Are the poor differentially benefiting from provision of priority public health services? A benefit incidence analysis in Nigeria
1 Health Policy Research Group, Department of Pharmacology and Therapeutics, College of Medicine, University of Nigeria Enugu-Campus, PMB 01129, Enugu, Nigeria
2 Department of Health Administration and Management, University of Nigeria Enugu-Campus, Enugu, Nigeria
3 Department of Global Health and Development, London School of Hygiene and Tropical Medicine, London, United Kingdom
4 Department of Community Medicine, College of Medicine, University of Nigeria Enugu-Campus, Enugu, Nigeria
International Journal for Equity in Health 2012, 11:70 doi:10.1186/1475-9276-11-70Published: 16 November 2012
The paper presents evidence about the distribution of the benefits of public expenditures on a subset of priority public health services that are supposed to be provided free of charge in the public sector, using the framework of benefit incidence analysis.
The study took place in 2 rural and 2 urban Local Government Areas from Enugu and Anambra states, southeast Nigeria. A questionnaire was used to collect data on use of the priority public health services by all individuals in the households (n=22,169). The level of use was disaggregated by socio-economic status (SES), rural-urban location and gender. Benefits were valued using the cost of providing the service. Net benefit incidence was calculated by subtracting payments made for services from the value of benefits.
The results showed that 3,281 (14.8%) individuals consumed wholly free services. There was a greater consumption of most free services by rural dwellers, females and those from poorer SES quintiles (but not for insecticide-treated nets and ante-natal care services). High levels of payment were observed for immunisation services, insecticide-treated nets, anti-malarial medicines, antenatal care and childbirth services, all of which are supposed to be provided for free. The net benefits were significantly higher for the rural residents, males and the poor compared to the urban residents, females and better-off quintiles.

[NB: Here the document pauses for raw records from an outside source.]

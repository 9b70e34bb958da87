//! Database connection management
//!
//! Provides utilities for opening and configuring SQLite connections

use crate::errors::Result;
use rusqlite::Connection;
use std::path::Path;

/// Open a SQLite database at the given path
///
/// # Errors
///
/// Fails when the file cannot be opened or configured.
pub fn open<P: AsRef<Path>>(path: P) -> Result<Connection> {
    let conn = Connection::open(path)?;
    configure(&conn)?;
    Ok(conn)
}

/// Open an in-memory SQLite database (for testing)
///
/// # Errors
///
/// Fails when SQLite cannot allocate the in-memory database.
pub fn open_in_memory() -> Result<Connection> {
    let conn = Connection::open_in_memory()?;
    configure(&conn)?;
    Ok(conn)
}

/// Configure a connection with the settings the ledger needs
///
/// # Errors
///
/// Fails when a pragma cannot be applied.
pub fn configure(conn: &Connection) -> Result<()> {
    // WAL keeps the ledger readable while a save transaction is open
    conn.pragma_update(None, "journal_mode", &"WAL")?;
    conn.busy_timeout(std::time::Duration::from_secs(5))?;
    Ok(())
}
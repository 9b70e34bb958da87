use chrono::NaiveDate;
use serde::{Deserialize, Serialize};

/// Identity key correlating observations of the same product across time.
///
/// Identity is URL-based: display names are not guaranteed unique (two
/// distinct products can share one), so the source URL is the stable
/// correlate. Construction trims surrounding whitespace and nothing else;
/// URL canonicalization beyond that is a capture concern, not an engine
/// concern.
#[derive(Debug, Clone, PartialEq, Eq, Hash, PartialOrd, Ord, Serialize, Deserialize)]
#[serde(transparent)]
pub struct ProductKey(String);

impl ProductKey {
    /// Build a key from a product URL
    pub fn from_url(url: &str) -> Self {
        Self(url.trim().to_string())
    }

    /// Get the string representation
    pub fn as_str(&self) -> &str {
        &self.0
    }
}

impl std::fmt::Display for ProductKey {
    fn fmt(&self, f: &mut std::fmt::Formatter<'_>) -> std::fmt::Result {
        write!(f, "{}", self.0)
    }
}

/// One observation of one product exactly as captured, before normalization.
///
/// Price fields are free-form text: capture failures surface as sentinel
/// strings (for example `"Price not found"`), never as missing entries, so
/// the batch shape stays stable.
#[derive(Debug, Clone, PartialEq, Serialize, Deserialize)]
pub struct RawSnapshot {
    /// Product page URL (identity source)
    pub source_url: String,

    /// Human label as displayed on the page
    pub display_name: String,

    /// Free-form descriptive attribute (e.g. "500 gm"), not compared
    pub pack_size: String,

    /// MRP as captured; may be a sentinel or non-numeric
    pub list_price_text: String,

    /// Selling price as captured; may be a sentinel or non-numeric
    pub observed_price_text: String,

    /// Observation day
    pub observed_at: NaiveDate,
}

/// One normalized observation of one product at one point in time.
///
/// Immutable once built. `discount_fraction` is always derived from
/// (`list_price`, `observed_price`) and never carried over from scraped
/// discount text, so it stays internally consistent with the two price
/// fields.
#[derive(Debug, Clone, PartialEq, Serialize, Deserialize)]
pub struct Snapshot {
    /// Identity key (URL-based, see [`ProductKey`])
    pub product_key: ProductKey,

    /// Human label
    pub display_name: String,

    /// Descriptive attribute, not used for comparison
    pub pack_size: String,

    /// MRP; `None` only when the observed price is also unparseable
    /// (otherwise the MRP fallback substitutes the selling price)
    pub list_price: Option<f64>,

    /// Selling price; `None` when the captured text failed to parse
    pub observed_price: Option<f64>,

    /// Derived discount in [0, 1], rounded to two decimals
    pub discount_fraction: f64,

    /// Observation day
    pub observed_at: NaiveDate,

    /// Product page URL, kept for reference and reporting
    pub source_url: String,
}

impl Snapshot {
    /// Check whether a selling price was observed
    pub fn has_price(&self) -> bool {
        self.observed_price.is_some()
    }
}
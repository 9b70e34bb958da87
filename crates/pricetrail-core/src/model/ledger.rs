use serde::{Deserialize, Serialize};
use uuid::Uuid;

use super::snapshot::{ProductKey, Snapshot};

/// A persisted Snapshot, immutable once appended.
///
/// `seq` is a monotone append sequence assigned by the owning [`Ledger`]; it
/// breaks ties deterministically when multiple records for one product share
/// an observation day (the record appended last wins).
#[derive(Debug, Clone, PartialEq, Serialize, Deserialize)]
pub struct LedgerRecord {
    /// Unique record identifier (UUIDv7)
    pub record_id: String,

    /// Monotone append sequence within the ledger
    pub seq: u64,

    /// The promoted observation
    pub snapshot: Snapshot,
}

impl LedgerRecord {
    /// Identity key of the recorded product
    pub fn product_key(&self) -> &ProductKey {
        &self.snapshot.product_key
    }
}

/// Append-only historical store of all past observations.
///
/// Every record ever appended remains in the ledger; records are never
/// deleted or mutated. Physical order is an audit/presentation concern only:
/// classification always scans all records for an identity, so callers must
/// not rely on order for correctness.
#[derive(Debug, Clone, PartialEq, Default, Serialize, Deserialize)]
pub struct Ledger {
    records: Vec<LedgerRecord>,
    next_seq: u64,
}

impl Ledger {
    /// Create a new empty ledger
    pub fn new() -> Self {
        Self::default()
    }

    /// Rebuild a ledger from previously persisted records.
    ///
    /// The append sequence resumes after the highest persisted `seq`.
    pub fn from_records(records: Vec<LedgerRecord>) -> Self {
        let next_seq = records.iter().map(|r| r.seq + 1).max().unwrap_or(0);
        Self { records, next_seq }
    }

    /// All records, in current (audit) order
    pub fn records(&self) -> &[LedgerRecord] {
        &self.records
    }

    /// Number of records
    pub fn len(&self) -> usize {
        self.records.len()
    }

    /// Check whether the ledger holds no records
    pub fn is_empty(&self) -> bool {
        self.records.is_empty()
    }

    /// Full history for one identity, chronological (oldest first).
    ///
    /// Ordered by (`observed_at` ascending, `seq` ascending) regardless of
    /// the ledger's physical order.
    pub fn history_for(&self, key: &ProductKey) -> Vec<&LedgerRecord> {
        let mut history: Vec<&LedgerRecord> = self
            .records
            .iter()
            .filter(|r| r.product_key() == key)
            .collect();
        history.sort_by_key(|r| (r.snapshot.observed_at, r.seq));
        history
    }

    /// Latest prior record for one identity: maximum `observed_at`, ties
    /// broken by maximum `seq` (the record appended last).
    pub fn latest_for(&self, key: &ProductKey) -> Option<&LedgerRecord> {
        self.records
            .iter()
            .filter(|r| r.product_key() == key)
            .max_by_key(|r| (r.snapshot.observed_at, r.seq))
    }

    /// Promote a snapshot into a new record.
    ///
    /// Assigns a fresh UUIDv7 `record_id` and the next append sequence.
    /// Existing records are never touched.
    pub fn append(&mut self, snapshot: Snapshot) -> &LedgerRecord {
        let record = LedgerRecord {
            record_id: Uuid::now_v7().to_string(),
            seq: self.next_seq,
            snapshot,
        };
        self.next_seq += 1;
        self.records.push(record);
        self.records.last().expect("record was just pushed")
    }

    /// Re-sort into audit order: `product_key` ascending, `observed_at`
    /// descending, `seq` descending (latest-first per product).
    pub fn sort_for_audit(&mut self) {
        self.records.sort_by(|a, b| {
            a.product_key()
                .cmp(b.product_key())
                .then(b.snapshot.observed_at.cmp(&a.snapshot.observed_at))
                .then(b.seq.cmp(&a.seq))
        });
    }
}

It is concluded that coverage of all of these priority public health services fell well below target levels, but the poorer quintiles and rural residents that are in greater need received more benefits, although not so for females. Payments for services that are supposed to be delivered free of charge suggests that there may have been illegal payments which probably hindered access to the public health services.